DATASET CONTENT:
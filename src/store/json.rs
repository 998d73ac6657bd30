use super::{IdMap, LoadWarning, StoreError, Stores};
use crate::config::StorePaths;
use crate::vocab::TokenId;
use indexmap::IndexMap;
use serde::Deserialize;
use std::fs;
use std::io::ErrorKind;
use std::path::Path;

/// Word record value: a bare id, or the older per-word object
#[derive(Debug, Deserialize)]
#[serde(untagged)]
enum WordEntry {
    Id(TokenId),
    Legacy { final_token_id: TokenId },
}

impl WordEntry {
    fn token_id(&self) -> TokenId {
        match self {
            WordEntry::Id(id) => *id,
            WordEntry::Legacy { final_token_id } => *final_token_id,
        }
    }
}

/// Load all three maps
///
/// Only I/O failures other than a missing file are errors. Unparseable
/// content yields an empty map plus a warning.
pub fn load_stores(paths: &StorePaths) -> Result<(Stores, Vec<LoadWarning>), StoreError> {
    let mut warnings = Vec::new();

    let vocab = load_map(&paths.vocab, &mut warnings, parse_id_map)?;
    let words = load_map(&paths.words, &mut warnings, parse_word_map)?;
    let phrases = load_map(&paths.phrases, &mut warnings, parse_id_map)?;

    Ok((
        Stores {
            vocab,
            words,
            phrases,
        },
        warnings,
    ))
}

/// Save all three maps as pretty JSON, vocabulary first
pub fn save_stores(paths: &StorePaths, stores: &Stores) -> Result<(), StoreError> {
    save_map(&paths.vocab, &stores.vocab)?;
    save_map(&paths.words, &stores.words)?;
    save_map(&paths.phrases, &stores.phrases)?;
    Ok(())
}

fn load_map(
    path: &Path,
    warnings: &mut Vec<LoadWarning>,
    parse: fn(&str) -> Result<IdMap, serde_json::Error>,
) -> Result<IdMap, StoreError> {
    let content = match fs::read_to_string(path) {
        Ok(content) => content,
        Err(e) if e.kind() == ErrorKind::NotFound => return Ok(IdMap::new()),
        Err(e) if e.kind() == ErrorKind::InvalidData => {
            // Not UTF-8
            push_warning(path, e.to_string(), warnings);
            return Ok(IdMap::new());
        }
        Err(source) => {
            return Err(StoreError::Read {
                path: path.to_path_buf(),
                source,
            });
        }
    };

    let content = content.trim();
    if content.is_empty() {
        return Ok(IdMap::new());
    }

    match parse(content) {
        Ok(map) => {
            tracing::debug!(path = %path.display(), entries = map.len(), "loaded store");
            Ok(map)
        }
        Err(e) => {
            push_warning(path, e.to_string(), warnings);
            Ok(IdMap::new())
        }
    }
}

fn push_warning(path: &Path, reason: String, warnings: &mut Vec<LoadWarning>) {
    let warning = LoadWarning {
        path: path.to_path_buf(),
        reason,
    };
    tracing::warn!("{}", warning);
    warnings.push(warning);
}

fn parse_id_map(content: &str) -> Result<IdMap, serde_json::Error> {
    serde_json::from_str(content)
}

fn parse_word_map(content: &str) -> Result<IdMap, serde_json::Error> {
    let entries: IndexMap<String, WordEntry> = serde_json::from_str(content)?;
    Ok(entries
        .into_iter()
        .map(|(word, entry)| (word, entry.token_id()))
        .collect())
}

fn save_map(path: &Path, map: &IdMap) -> Result<(), StoreError> {
    if let Some(parent) = path.parent().filter(|p| !p.as_os_str().is_empty()) {
        fs::create_dir_all(parent).map_err(|source| StoreError::Write {
            path: parent.to_path_buf(),
            source,
        })?;
    }

    let json = serde_json::to_string_pretty(map).map_err(|source| StoreError::Serialize {
        path: path.to_path_buf(),
        source,
    })?;

    fs::write(path, json).map_err(|source| StoreError::Write {
        path: path.to_path_buf(),
        source,
    })
}
//! Logging infrastructure for the longpath library.
//!
//! Library code logs through the [`log`] facade. This module provides a
//! simple stderr-based backend for that facade with configurable verbosity,
//! for callers that do not bring their own logger.

use std::env;
use std::fmt;

use log::{LevelFilter, Metadata, Record};

/// Environment variable consulted by [`init_logger`].
pub const LOG_MODE_ENV: &str = "LONGPATH_LOG_MODE";

/// Logging level for controlling output verbosity.
///
/// Log levels are ordered from least verbose (Quiet) to most verbose (Verbose).
///
/// # Examples
///
/// ```
/// use longpath::LogLevel;
///
/// assert!(LogLevel::Quiet < LogLevel::Normal);
/// assert!(LogLevel::Normal < LogLevel::Verbose);
/// ```
#[derive(Debug, Clone, Copy, PartialEq, Eq, PartialOrd, Ord)]
pub enum LogLevel {
    /// Suppress all output.
    Quiet,
    /// Errors and warnings (skipped subtrees, failed searches).
    Normal,
    /// Everything down to per-directory debug messages.
    Verbose,
}

impl fmt::Display for LogLevel {
    fn fmt(&self, f: &mut fmt::Formatter<'_>) -> fmt::Result {
        match self {
            Self::Quiet => write!(f, "quiet"),
            Self::Normal => write!(f, "normal"),
            Self::Verbose => write!(f, "verbose"),
        }
    }
}

impl LogLevel {
    /// Parses a log level from a string.
    ///
    /// Recognizes: "quiet", "normal", "verbose" (case-insensitive).
    ///
    /// # Errors
    ///
    /// Returns an error if the string is not recognized.
    ///
    /// # Examples
    ///
    /// ```
    /// use longpath::LogLevel;
    ///
    /// assert_eq!(LogLevel::parse("VERBOSE").unwrap(), LogLevel::Verbose);
    /// assert!(LogLevel::parse("chatty").is_err());
    /// ```
    pub fn parse(s: &str) -> Result<Self, String> {
        match s.to_lowercase().as_str() {
            "quiet" => Ok(Self::Quiet),
            "normal" => Ok(Self::Normal),
            "verbose" => Ok(Self::Verbose),
            _ => Err(format!("invalid log level: {s}")),
        }
    }

    /// The `log` crate filter equivalent to this level.
    #[must_use]
    pub const fn to_level_filter(self) -> LevelFilter {
        match self {
            Self::Quiet => LevelFilter::Off,
            Self::Normal => LevelFilter::Warn,
            Self::Verbose => LevelFilter::Debug,
        }
    }
}

/// A stderr backend for the `log` facade.
///
/// # Examples
///
/// ```
/// use longpath::{Logger, LogLevel};
///
/// let logger = Logger::new(LogLevel::Normal);
/// assert_eq!(logger.level(), LogLevel::Normal);
/// ```
#[derive(Debug)]
pub struct Logger {
    level: LogLevel,
}

impl Logger {
    /// Creates a new logger with the specified log level.
    #[must_use]
    pub const fn new(level: LogLevel) -> Self {
        Self { level }
    }

    /// Returns the current log level.
    #[must_use]
    pub const fn level(&self) -> LogLevel {
        self.level
    }
}

impl Default for Logger {
    fn default() -> Self {
        Self::new(LogLevel::Normal)
    }
}

impl log::Log for Logger {
    fn enabled(&self, metadata: &Metadata<'_>) -> bool {
        metadata.level() <= self.level.to_level_filter()
    }

    fn log(&self, record: &Record<'_>) {
        if self.enabled(record.metadata()) {
            eprintln!("{}: {}", record.level(), record.args());
        }
    }

    fn flush(&self) {}
}

/// Resolves the effective level from flags and the environment.
///
/// The priority order is:
/// 1. `verbose` / `quiet` flags (`verbose` wins when both are set)
/// 2. `LONGPATH_LOG_MODE` environment variable
/// 3. Default (Normal)
#[must_use]
pub fn resolve_level(verbose: bool, quiet: bool) -> LogLevel {
    if verbose {
        return LogLevel::Verbose;
    }
    if quiet {
        return LogLevel::Quiet;
    }

    if let Ok(env_value) = env::var(LOG_MODE_ENV) {
        if let Ok(level) = LogLevel::parse(&env_value) {
            return level;
        }
    }

    LogLevel::Normal
}

/// Installs a stderr [`Logger`] as the global `log` backend.
///
/// The level is chosen by [`resolve_level`]. If another backend is already
/// installed it is left in place and only the maximum level is updated.
///
/// # Examples
///
/// ```
/// use longpath::{init_logger, LogLevel};
///
/// let level = init_logger(true, false);
/// assert_eq!(level, LogLevel::Verbose);
/// ```
pub fn init_logger(verbose: bool, quiet: bool) -> LogLevel {
    let level = resolve_level(verbose, quiet);
    // A second installation attempt fails harmlessly.
    let _ = log::set_boxed_logger(Box::new(Logger::new(level)));
    log::set_max_level(level.to_level_filter());
    level
}
#[cfg(test)]
mod tests {
    use super::*;
    use crate::enumerate::{AsNode, AsPath, AsRecord, FileAttributes};
    use crate::native::MemoryFileSystem;

    fn volume() -> MemoryFileSystem {
        let mut fs = MemoryFileSystem::new();
        fs.add_file(r"C:\root\a.txt", 1).unwrap();
        fs.add_file(r"C:\root\b.log", 2).unwrap();
        fs.add_file(r"C:\root\sub\c.txt", 3).unwrap();
        fs.add_file(r"C:\root\sub\deep\d.txt", 4).unwrap();
        fs.add_file(r"C:\root\other\e.txt", 5).unwrap();
        fs
    }

    fn paths<F: NativeFileSystem>(
        fs: &F,
        path: &str,
        pattern: &str,
        options: EnumerationOptions,
    ) -> Vec<String> {
        enumerate(fs, path, pattern, options, AsPath)
            .unwrap()
            .collect::<Result<_>>()
            .unwrap()
    }

    #[test]
    fn test_single_directory() {
        let fs = volume();
        assert_eq!(
            paths(&fs, r"C:\root", "*", EnumerationOptions::default()),
            vec![
                r"C:\root\a.txt",
                r"C:\root\b.log",
                r"C:\root\sub",
                r"C:\root\other",
            ]
        );
    }

    #[test]
    fn test_recursive_depth_first() {
        let fs = volume();
        let options = EnumerationOptions::default().with_recursive(true);
        assert_eq!(
            paths(&fs, r"C:\root", "*", options),
            vec![
                r"C:\root\a.txt",
                r"C:\root\b.log",
                r"C:\root\sub",
                r"C:\root\other",
                r"C:\root\sub\c.txt",
                r"C:\root\sub\deep",
                r"C:\root\sub\deep\d.txt",
                r"C:\root\other\e.txt",
            ]
        );
        assert_eq!(fs.open_searches(), 0);
    }

    #[test]
    fn test_recursive_pattern_still_descends() {
        let fs = volume();
        let options = EnumerationOptions::default()
            .with_recursive(true)
            .with_files_only(true);
        assert_eq!(
            paths(&fs, r"C:\root", "*.txt", options),
            vec![
                r"C:\root\a.txt",
                r"C:\root\sub\c.txt",
                r"C:\root\sub\deep\d.txt",
                r"C:\root\other\e.txt",
            ]
        );
    }

    #[test]
    fn test_missing_parent_fails_up_front() {
        let fs = volume();
        let err = enumerate(
            &fs,
            r"C:\missing\child",
            "*",
            EnumerationOptions::default(),
            AsRecord,
        )
        .unwrap_err();
        assert!(matches!(err, Error::DirectoryNotFound { ref path } if path == r"C:\missing\child"));
    }

    #[test]
    fn test_missing_directory_is_single_error() {
        let fs = volume();
        let options = EnumerationOptions::default().with_continue_on_exception(true);
        let results: Vec<_> = enumerate(&fs, r"C:\root\nope", "*", options, AsRecord)
            .unwrap()
            .collect();
        assert_eq!(results.len(), 1);
        assert!(matches!(
            &results[0],
            Err(Error::DirectoryNotFound { path }) if path == r"C:\root\nope"
        ));
    }

    #[test]
    fn test_file_as_start_directory() {
        let fs = volume();
        let mut entries =
            enumerate(&fs, r"C:\root\a.txt", "*", EnumerationOptions::default(), AsRecord).unwrap();
        assert!(entries.next().unwrap().unwrap_err().is_not_found());
        assert!(entries.next().is_none());
    }

    #[test]
    fn test_path_formats() {
        let fs = volume();
        let long: Vec<String> = enumerate_with(
            &fs,
            r"\\?\C:\root\sub",
            "*.txt",
            EnumerationOptions::default(),
            PathFormat::LongFullPath,
            AsPath,
        )
        .unwrap()
        .collect::<Result<_>>()
        .unwrap();
        assert_eq!(long, vec![r"\\?\C:\root\sub\c.txt"]);

        let err = enumerate_with(
            &fs,
            r"C:\root",
            "*",
            EnumerationOptions::default(),
            PathFormat::LongFullPath,
            AsRecord,
        )
        .unwrap_err();
        assert!(err.is_structural());

        let err = enumerate_with(
            &fs,
            r"root\sub",
            "*",
            EnumerationOptions::default(),
            PathFormat::FullPath,
            AsRecord,
        )
        .unwrap_err();
        assert!(err.is_structural());
    }

    #[test]
    fn test_invalid_pattern() {
        let fs = volume();
        for pattern in ["", r"a\b", "a|b"] {
            let err = enumerate(&fs, r"C:\root", pattern, EnumerationOptions::default(), AsRecord)
                .unwrap_err();
            assert!(err.is_structural(), "{pattern}");
        }
    }

    #[test]
    fn test_denied_subdirectory() {
        let mut fs = volume();
        fs.deny_access(r"C:\root\sub").unwrap();

        let options = EnumerationOptions::default()
            .with_recursive(true)
            .with_files_only(true);
        let results: Vec<_> = enumerate(&fs, r"C:\root", "*", options, AsPath)
            .unwrap()
            .collect();
        assert_eq!(results.len(), 3);
        assert!(results[2].as_ref().unwrap_err().is_permission_denied());

        let skipping: Vec<String> = enumerate(
            &fs,
            r"C:\root",
            "*",
            options.with_continue_on_exception(true),
            AsPath,
        )
        .unwrap()
        .collect::<Result<_>>()
        .unwrap();
        assert_eq!(
            skipping,
            vec![r"C:\root\a.txt", r"C:\root\b.log", r"C:\root\other\e.txt"]
        );
        assert_eq!(fs.open_searches(), 0);
    }

    #[test]
    fn test_node_enumerates_itself() {
        let fs = volume();
        let sub = enumerate(
            &fs,
            r"C:\root",
            "sub",
            EnumerationOptions::default(),
            AsNode,
        )
        .unwrap()
        .next()
        .unwrap()
        .unwrap();
        assert!(sub.record().attributes().contains(FileAttributes::DIRECTORY));

        let children: Vec<String> = sub
            .enumerate(&fs, "*", EnumerationOptions::default(), |r: EntryRecord| {
                r.full_path().to_string()
            })
            .unwrap()
            .collect::<Result<_>>()
            .unwrap();
        assert_eq!(children, vec![r"C:\root\sub\c.txt", r"C:\root\sub\deep"]);
    }

    #[test]
    fn test_root_of_volume() {
        let fs = volume();
        assert_eq!(
            paths(&fs, r"C:\", "*", EnumerationOptions::default()),
            vec![r"C:\root"]
        );
    }
}
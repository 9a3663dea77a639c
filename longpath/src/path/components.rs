//! Path component extraction.
//!
//! These functions split a path string into directory, file name and
//! extension without normalizing it first. They accept any separator and
//! never touch the file system.

use super::classify::root_length;
use super::normalize::check_path_chars;
use super::{is_separator, DIRECTORY_SEPARATOR, VOLUME_SEPARATOR};
use crate::error::Result;

/// The directory part of a path, or `None` for a root or an empty path.
///
/// Trailing separators of the directory part are removed, except for the
/// separator belonging to a root.
///
/// # Errors
///
/// Returns an error if the path contains illegal characters.
///
/// # Examples
///
/// ```
/// use longpath::path::get_directory_name;
///
/// assert_eq!(get_directory_name(r"C:\Windows\notepad.exe").unwrap(), Some(r"C:\Windows"));
/// assert_eq!(get_directory_name(r"C:\Windows").unwrap(), Some(r"C:\"));
/// assert_eq!(get_directory_name(r"C:\").unwrap(), None);
/// assert_eq!(get_directory_name("file.txt").unwrap(), Some(""));
/// ```
pub fn get_directory_name(path: &str) -> Result<Option<&str>> {
    if path.is_empty() {
        return Ok(None);
    }
    check_path_chars(path, true)?;

    let root = root_length(path);
    if path.len() <= root {
        return Ok(None);
    }

    let Some(last) = path[root..].rfind(is_separator).map(|i| root + i) else {
        return Ok(Some(&path[..root]));
    };
    let mut end = last;
    while end > root && path[..end].ends_with(is_separator) {
        end -= 1;
    }
    Ok(Some(&path[..end.max(root)]))
}

/// The final segment of a path: everything after the last separator or
/// drive colon.
///
/// # Examples
///
/// ```
/// use longpath::path::get_file_name;
///
/// assert_eq!(get_file_name(r"C:\Windows\notepad.exe"), "notepad.exe");
/// assert_eq!(get_file_name("C:file.txt"), "file.txt");
/// assert_eq!(get_file_name(r"C:\Windows\"), "");
/// ```
#[must_use]
pub fn get_file_name(path: &str) -> &str {
    match path.rfind(|c| is_separator(c) || c == VOLUME_SEPARATOR) {
        Some(index) => &path[index + 1..],
        None => path,
    }
}

/// The extension of the final segment including its dot, or `""`.
///
/// A name whose only dot is the first character (`.gitignore`) or the last
/// character (`file.`) has no extension.
///
/// # Examples
///
/// ```
/// use longpath::path::get_extension;
///
/// assert_eq!(get_extension(r"C:\a\archive.tar.gz"), ".gz");
/// assert_eq!(get_extension(r"C:\a\.gitignore"), "");
/// assert_eq!(get_extension(r"C:\a.dir\README"), "");
/// ```
#[must_use]
pub fn get_extension(path: &str) -> &str {
    let name = get_file_name(path);
    match name.rfind('.') {
        Some(index) if index > 0 && index + 1 < name.len() => &name[index..],
        _ => "",
    }
}

/// Returns `true` if the final segment has an extension.
#[must_use]
pub fn has_extension(path: &str) -> bool {
    !get_extension(path).is_empty()
}

/// The final segment without its extension.
///
/// # Examples
///
/// ```
/// use longpath::path::get_file_name_without_extension;
///
/// assert_eq!(get_file_name_without_extension(r"C:\a\report.final.docx"), "report.final");
/// assert_eq!(get_file_name_without_extension(r"C:\a\.profile"), ".profile");
/// ```
#[must_use]
pub fn get_file_name_without_extension(path: &str) -> &str {
    let name = get_file_name(path);
    &name[..name.len() - get_extension(name).len()]
}

/// Replace, add or (with `None`) remove the extension of the final segment.
///
/// A missing leading dot on `extension` is added.
///
/// # Examples
///
/// ```
/// use longpath::path::change_extension;
///
/// assert_eq!(change_extension(r"C:\a\file.txt", Some(".log")), r"C:\a\file.log");
/// assert_eq!(change_extension(r"C:\a\file", Some("log")), r"C:\a\file.log");
/// assert_eq!(change_extension(r"C:\a\file.txt", None), r"C:\a\file");
/// ```
#[must_use]
pub fn change_extension(path: &str, extension: Option<&str>) -> String {
    let current = get_extension(path);
    let stem = if !current.is_empty() {
        &path[..path.len() - current.len()]
    } else if get_file_name(path).len() > 1 && path.ends_with('.') {
        &path[..path.len() - 1]
    } else {
        path
    };

    let mut result = stem.to_string();
    if let Some(extension) = extension.filter(|e| !e.is_empty()) {
        if !extension.starts_with('.') {
            result.push('.');
        }
        result.push_str(extension);
    }
    result
}

/// The parent directory of `path`, unless that parent is a root.
fn non_root_parent(path: &str) -> Result<Option<&str>> {
    let Some(parent) = get_directory_name(path)? else {
        return Ok(None);
    };
    if parent.len() <= root_length(parent) {
        return Ok(None);
    }
    Ok(Some(parent))
}

/// The name of the directory containing the final segment, or `None` when
/// that directory is a root.
///
/// # Errors
///
/// Returns an error if the path contains illegal characters.
///
/// # Examples
///
/// ```
/// use longpath::path::get_directory_name_without_root;
///
/// assert_eq!(
///     get_directory_name_without_root(r"C:\Windows\system32\missing.txt").unwrap(),
///     Some("system32".to_string())
/// );
/// assert_eq!(get_directory_name_without_root(r"C:\Windows").unwrap(), None);
/// assert_eq!(get_directory_name_without_root(r"C:\").unwrap(), None);
/// ```
pub fn get_directory_name_without_root(path: &str) -> Result<Option<String>> {
    Ok(non_root_parent(path)?.map(|parent| get_file_name(parent).to_string()))
}

/// The parent directory with a trailing separator, or `None` when the
/// parent is a root.
///
/// # Errors
///
/// Returns an error if the path contains illegal characters.
///
/// # Examples
///
/// ```
/// use longpath::path::get_suffixed_directory_name;
///
/// assert_eq!(
///     get_suffixed_directory_name(r"C:\Windows\System32\NeDir").unwrap(),
///     Some(r"C:\Windows\System32\".to_string())
/// );
/// assert_eq!(get_suffixed_directory_name(r"C:\Windows").unwrap(), None);
/// ```
pub fn get_suffixed_directory_name(path: &str) -> Result<Option<String>> {
    Ok(non_root_parent(path)?.map(|parent| format!("{parent}{DIRECTORY_SEPARATOR}")))
}

/// Like [`get_suffixed_directory_name`] with the root removed.
///
/// # Errors
///
/// Returns an error if the path contains illegal characters.
///
/// # Examples
///
/// ```
/// use longpath::path::get_suffixed_directory_name_without_root;
///
/// assert_eq!(
///     get_suffixed_directory_name_without_root(r"\\HOST\C$\Windows\System32\NeDir").unwrap(),
///     Some(r"Windows\System32\".to_string())
/// );
/// ```
pub fn get_suffixed_directory_name_without_root(path: &str) -> Result<Option<String>> {
    Ok(non_root_parent(path)?.map(|parent| {
        let relative = parent[root_length(parent)..].trim_start_matches(is_separator);
        format!("{relative}{DIRECTORY_SEPARATOR}")
    }))
}

#[cfg(test)]
mod tests {
    use super::*;

    #[test]
    fn test_directory_name_forms() {
        let cases = [
            (r"C:\a\b", Some(r"C:\a")),
            (r"C:\a\b\", Some(r"C:\a\b")),
            (r"C:\a\\b", Some(r"C:\a")),
            (r"C:\a", Some(r"C:\")),
            (r"C:\", None),
            ("C:", None),
            ("C:a", Some("C:")),
            (r"\\server\share\x", Some(r"\\server\share")),
            (r"\\server\share", None),
            (r"\\?\C:\a\b", Some(r"\\?\C:\a")),
            (r"\\?\C:\a", Some(r"\\?\C:\")),
            (r"\\?\UNC\server\share\x", Some(r"\\?\UNC\server\share")),
            (r"a\b", Some("a")),
            ("a", Some("")),
            (r"\a", Some(r"\")),
            ("", None),
        ];
        for (path, expected) in cases {
            assert_eq!(get_directory_name(path).unwrap(), expected, "parent of {path:?}");
        }
    }

    #[test]
    fn test_directory_name_rejects_illegal_chars() {
        assert!(get_directory_name(r"C:\a|b\c").is_err());
    }

    #[test]
    fn test_directory_name_allows_wildcards() {
        assert_eq!(get_directory_name(r"C:\a\*.txt").unwrap(), Some(r"C:\a"));
    }

    #[test]
    fn test_file_name() {
        assert_eq!(get_file_name(r"C:\a\b.txt"), "b.txt");
        assert_eq!(get_file_name("C:/a/b.txt"), "b.txt");
        assert_eq!(get_file_name("b.txt"), "b.txt");
        assert_eq!(get_file_name(r"\\server\share"), "share");
        assert_eq!(get_file_name(""), "");
    }

    #[test]
    fn test_extension_rules() {
        assert_eq!(get_extension("a.txt"), ".txt");
        assert_eq!(get_extension("a."), "");
        assert_eq!(get_extension(".a"), "");
        assert_eq!(get_extension("..a"), ".a");
        assert_eq!(get_extension(r"dir.x\file"), "");
        assert!(has_extension("a.b"));
        assert!(!has_extension(".bashrc"));
    }

    #[test]
    fn test_file_name_without_extension() {
        assert_eq!(get_file_name_without_extension("a.txt"), "a");
        assert_eq!(get_file_name_without_extension("a"), "a");
        assert_eq!(get_file_name_without_extension(r"C:\dir\a.b.c"), "a.b");
    }

    #[test]
    fn test_change_extension() {
        assert_eq!(change_extension("a.txt", Some("md")), "a.md");
        assert_eq!(change_extension("a.", Some(".md")), "a.md");
        assert_eq!(change_extension(".bashrc", Some("bak")), ".bashrc.bak");
        assert_eq!(change_extension("a.txt", Some("")), "a");
        assert_eq!(change_extension("a", None), "a");
    }

    #[test]
    fn test_directory_name_without_root() {
        assert_eq!(
            get_directory_name_without_root(r"\\server\share\dir\file").unwrap(),
            Some("dir".to_string())
        );
        assert_eq!(
            get_directory_name_without_root(r"a\b").unwrap(),
            Some("a".to_string())
        );
        assert_eq!(get_directory_name_without_root("a").unwrap(), None);
        assert_eq!(get_directory_name_without_root("").unwrap(), None);
    }

    #[test]
    fn test_suffixed_directory_names() {
        assert_eq!(
            get_suffixed_directory_name(r"\\?\C:\Windows\System32\x").unwrap(),
            Some(r"\\?\C:\Windows\System32\".to_string())
        );
        assert_eq!(get_suffixed_directory_name(r"C:\").unwrap(), None);
        assert_eq!(
            get_suffixed_directory_name_without_root(r"C:\Windows\system32\nedir").unwrap(),
            Some(r"Windows\system32\".to_string())
        );
        assert_eq!(
            get_suffixed_directory_name_without_root(r"C:\Windows").unwrap(),
            None
        );
    }
}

WHAT THIS TASK INVOLVES:
Counting every line of the entries that holds the word "output", report the total and no other text.

TASK SOLUTION:
2